Your Score: Joe Normal


39 % Nerd, 43% Geek, 30% Dork



For The Record:

A Nerd is someone who is passionate about learning/being smart/academia.
A Geek is someone who is passionate about some particular area or subject, often an obscure or difficult one.
A Dork is someone who has difficulty with common social expectations/interactions.
You scored less than half in all three, earning you the title of: Joe Normal.

This is not to say that you don't have some Nerd, Geek or Dork inside of you--we all do, and you can see the percentages you have right above. This is just to say that none of those qualities stand out so much as to define you.
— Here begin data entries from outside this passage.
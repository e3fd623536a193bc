// Band presets: an LO band plus per-path attenuation, persisted as JSON

use crate::core::constants::{ATTEN_MAX_DB, ATTEN_MIN_DB};
use crate::hardware::{Component, LoFrequency};
use serde::{Deserialize, Serialize};
use std::collections::BTreeMap;
use std::fs;
use std::path::{Path, PathBuf};
use thiserror::Error;
use tracing::{info, warn};

pub type Result<T> = std::result::Result<T, BandError>;

#[derive(Error, Debug)]
pub enum BandError {
    #[error("IO error: {0}")]
    Io(#[from] std::io::Error),

    #[error("Malformed band file: {0}")]
    Json(#[from] serde_json::Error),

    #[error("Band {0} does not exist")]
    NotFound(u32),

    #[error("Band {band} has no attenuation for {component:?}")]
    MissingComponent { band: u32, component: Component },

    #[error("Band {band}: attenuation {value} dB for {component:?} is outside 0..=31.5")]
    InvalidAttenuation {
        band: u32,
        component: Component,
        value: f64,
    },
}

#[derive(Debug, Clone, PartialEq, Serialize, Deserialize)]
pub struct BandPreset {
    #[serde(rename = "DESCR")]
    pub description: String,
    #[serde(rename = "LOFREQ")]
    pub lo_frequency: LoFrequency,
    #[serde(rename = "ATTEN")]
    pub attenuation: BTreeMap<Component, f64>,
}

impl BandPreset {
    pub fn new(description: &str, lo_frequency: LoFrequency, atten: [f64; 4]) -> Self {
        Self {
            description: description.to_string(),
            lo_frequency,
            attenuation: Component::ALL.into_iter().zip(atten).collect(),
        }
    }

    fn validate(&self, band: u32) -> Result<()> {
        for component in Component::ALL {
            let value = *self
                .attenuation
                .get(&component)
                .ok_or(BandError::MissingComponent { band, component })?;
            if !(ATTEN_MIN_DB..=ATTEN_MAX_DB).contains(&value) {
                return Err(BandError::InvalidAttenuation {
                    band,
                    component,
                    value,
                });
            }
        }
        Ok(())
    }
}

pub type BandTable = BTreeMap<u32, BandPreset>;

/// Table used when no band file exists yet.
pub fn default_bands() -> BandTable {
    BandTable::from([(
        1,
        BandPreset::new("Default band", LoFrequency::Lo3_4GHz, [10.0, 10.0, 12.0, 12.0]),
    )])
}

#[derive(Debug, Clone)]
pub struct BandStore {
    path: PathBuf,
}

impl BandStore {
    pub fn new<P: Into<PathBuf>>(path: P) -> Self {
        Self { path: path.into() }
    }

    pub fn path(&self) -> &Path {
        &self.path
    }

    /// Read the table; a missing file is created with the default table.
    pub fn load(&self) -> Result<BandTable> {
        match fs::read_to_string(&self.path) {
            Ok(text) => Ok(serde_json::from_str(&text)?),
            Err(e) if e.kind() == std::io::ErrorKind::NotFound => {
                warn!(
                    "No band file at {}, writing defaults",
                    self.path.display()
                );
                let bands = default_bands();
                self.save(&bands)?;
                Ok(bands)
            }
            Err(e) => Err(e.into()),
        }
    }

    pub fn save(&self, bands: &BandTable) -> Result<()> {
        if let Some(parent) = self.path.parent() {
            if !parent.as_os_str().is_empty() {
                fs::create_dir_all(parent)?;
            }
        }
        fs::write(&self.path, serde_json::to_string_pretty(bands)?)?;
        info!("Saved {} band(s) to {}", bands.len(), self.path.display());
        Ok(())
    }

    /// Add or replace `band`. Returns the updated table.
    pub fn upsert(&self, band: u32, preset: BandPreset) -> Result<BandTable> {
        preset.validate(band)?;
        let mut bands = self.load()?;
        bands.insert(band, preset);
        self.save(&bands)?;
        Ok(bands)
    }

    pub fn remove(&self, band: u32) -> Result<BandPreset> {
        let mut bands = self.load()?;
        let removed = bands.remove(&band).ok_or(BandError::NotFound(band))?;
        self.save(&bands)?;
        Ok(removed)
    }
}

#[cfg(test)]
mod tests {
    use super::*;

    #[test]
    fn test_missing_file_writes_defaults() {
        let dir = tempfile::tempdir().unwrap();
        let store = BandStore::new(dir.path().join("bands.json"));

        let bands = store.load().unwrap();
        assert_eq!(bands, default_bands());
        assert!(store.path().exists());

        let band = &bands[&1];
        assert_eq!(band.lo_frequency, LoFrequency::Lo3_4GHz);
        assert_eq!(band.attenuation[&Component::Hq], 12.0);
    }

    #[test]
    fn test_json_layout() {
        let json = serde_json::to_value(default_bands()).unwrap();
        assert_eq!(json["1"]["LOFREQ"], 0);
        assert_eq!(json["1"]["ATTEN"]["VQ"], 10.0);
        assert_eq!(json["1"]["DESCR"], "Default band");
    }

    #[test]
    fn test_upsert_and_remove() {
        let dir = tempfile::tempdir().unwrap();
        let store = BandStore::new(dir.path().join("bands.json"));

        let preset = BandPreset::new("X band", LoFrequency::Lo7_5GHz, [5.0, 5.5, 6.0, 6.5]);
        let bands = store.upsert(4, preset.clone()).unwrap();
        assert_eq!(bands.len(), 2);
        assert_eq!(store.load().unwrap()[&4], preset);

        assert_eq!(store.remove(4).unwrap(), preset);
        assert!(matches!(store.remove(4), Err(BandError::NotFound(4))));
    }

    #[test]
    fn test_upsert_rejects_bad_attenuation() {
        let dir = tempfile::tempdir().unwrap();
        let store = BandStore::new(dir.path().join("bands.json"));

        let preset = BandPreset::new("bad", LoFrequency::Lo3_4GHz, [5.0, 40.0, 6.0, 6.5]);
        assert!(matches!(
            store.upsert(2, preset),
            Err(BandError::InvalidAttenuation { band: 2, component: Component::Vi, .. })
        ));

        let mut partial = BandPreset::new("partial", LoFrequency::Lo3_4GHz, [1.0; 4]);
        partial.attenuation.remove(&Component::Hi);
        assert!(matches!(
            store.upsert(3, partial),
            Err(BandError::MissingComponent { component: Component::Hi, .. })
        ));
    }

    #[test]
    fn test_malformed_file() {
        let dir = tempfile::tempdir().unwrap();
        let path = dir.path().join("bands.json");
        fs::write(&path, "{not json").unwrap();
        assert!(matches!(BandStore::new(path).load(), Err(BandError::Json(_))));
    }
}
Sure, you enjoy an episode of Star Trek now and again, and yeah, you kinda enjoyed a few classes back in the day. And, once in a while, you stumble while walking down the street even though there was nothing there to cause you to trip. But, for the most part, you look and act fairly typically, and aren't much of an outcast.

I'd say there's a fair chance someone asked you to take this test. In any event, fairly normal.

Congratulations!

If you enjoyed this test, I would love the feedback!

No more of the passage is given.